Während ein Großteil der Welt noch die letzten Stunden des alten Jahres herunterzählt, haben im Pazifik bereits die Feierlichkeiten zum Jahreswechsel 2026 begonnen. Die ersten Menschen auf dem Planeten, die ins neue Jahr gestartet sind, leben im Inselstaat Kiribati. Pünktlich um 11:00 Uhr mitteleuropäischer Zeit begannen auf dem Atoll Bairiki die Feierlichkeiten, die traditionell die Aufmerksamkeit der ganzen Welt auf sich ziehen. Kiribati liegt in unmittelbarer Nähe der internationalen Datumsgrenze und nimmt somit jedes Jahr symbolisch den ersten Platz beim Start der Neujahrsfeierlichkeiten ein.
Fünfzehn Minuten später folgten Chatham-Inseln, einer abgelegenen Inselgruppe, die zu Neuseeland gehört. Auch hier begrüßten die Menschen das neue Jahr vor allem in ruhiger Atmosphäre, im Rahmen von Familienfeiern und lokalen Gemeinschaften. Obwohl es sich um eine Region mit relativ geringer Einwohnerzahl handelt, wird ihr Start ins neue Jahr als weiterer wichtiger Punkt auf der Zeitachse der weltweiten Feierlichkeiten aufmerksam verfolgt.
Der Schwerpunkt verlagerte sich anschließend auf Neuseeland, wo die Silvesterfeierlichkeiten zu den auffälligsten der Welt gehören. Trotz des ungünstigen Wetters mit starkem Wind und Regenschauern fanden in den großen Städten spektakuläre Feuerwerke statt. Das beeindruckendste Spektakel fand traditionell in Auckland statt, wo eine Lichtshow den Sky Tower und den umliegenden Hafen erstrahlen ließ. Die Organisatoren betonten, dass selbst das launische Wetter Tausende von Menschen nicht davon abhalten konnte, symbolisch das alte Jahr zu beenden und voller Hoffnung in das neue Jahr zu starten.
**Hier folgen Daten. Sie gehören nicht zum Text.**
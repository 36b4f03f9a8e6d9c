//! Codec benchmarks for linecast-protocol.

use bytes::BytesMut;
use criterion::{black_box, criterion_group, criterion_main, Criterion, Throughput};
use linecast_protocol::{codec, Event, LineCodec};

fn bench_encode_broadcast(c: &mut Criterion) {
    let event = Event::broadcast("test", "x".repeat(64));

    let mut group = c.benchmark_group("encode");
    group.throughput(Throughput::Bytes(64));
    group.bench_function("broadcast_64B", |b| {
        b.iter(|| codec::encode_event(black_box(&event)))
    });
    group.finish();
}

fn bench_decode_broadcast(c: &mut Criterion) {
    let event = Event::broadcast("test", "x".repeat(64));
    let encoded = codec::encode_event(&event).unwrap();

    let mut group = c.benchmark_group("decode");
    group.throughput(Throughput::Bytes(encoded.len() as u64));
    group.bench_function("broadcast_64B", |b| {
        b.iter(|| codec::decode_line(black_box(&encoded)))
    });
    group.finish();
}

fn bench_stream_decode(c: &mut Criterion) {
    let mut input = BytesMut::new();
    for i in 0..100 {
        codec::encode_event_into(&Event::subscribe(format!("topic:{}", i)), &mut input).unwrap();
    }

    c.bench_function("stream_decode_100_lines", |b| {
        b.iter(|| {
            let mut codec = LineCodec::default();
            let mut buf = input.clone();
            while let Ok(Some(event)) = codec.decode_from(&mut buf) {
                black_box(event);
            }
        })
    });
}

criterion_group!(
    benches,
    bench_encode_broadcast,
    bench_decode_broadcast,
    bench_stream_decode
);
criterion_main!(benches);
Ein weiterer wichtiger Halt auf der imaginären Reise der Neujahrsfeierlichkeiten war Australien, insbesondere die Stadt Sydney. Diese gilt seit langem als eine der Ikonen der weltweiten Silvesterfeiern. In diesem Jahr hatte der Beginn des Jahres 2026 jedoch auch eine deutlich feierliche Dimension. Kurz vor Mitternacht versammelten sich Zehntausende Menschen in der Nähe des Hafens und legten eine Schweigeminute zum Gedenken an die Opfer des Terroranschlags vom 14. Dezember ein. Die Stille, die für einen Moment die sonst so laute Stadt erfasste, wirkte laut Zeugenaussagen außerordentlich stark und emotional.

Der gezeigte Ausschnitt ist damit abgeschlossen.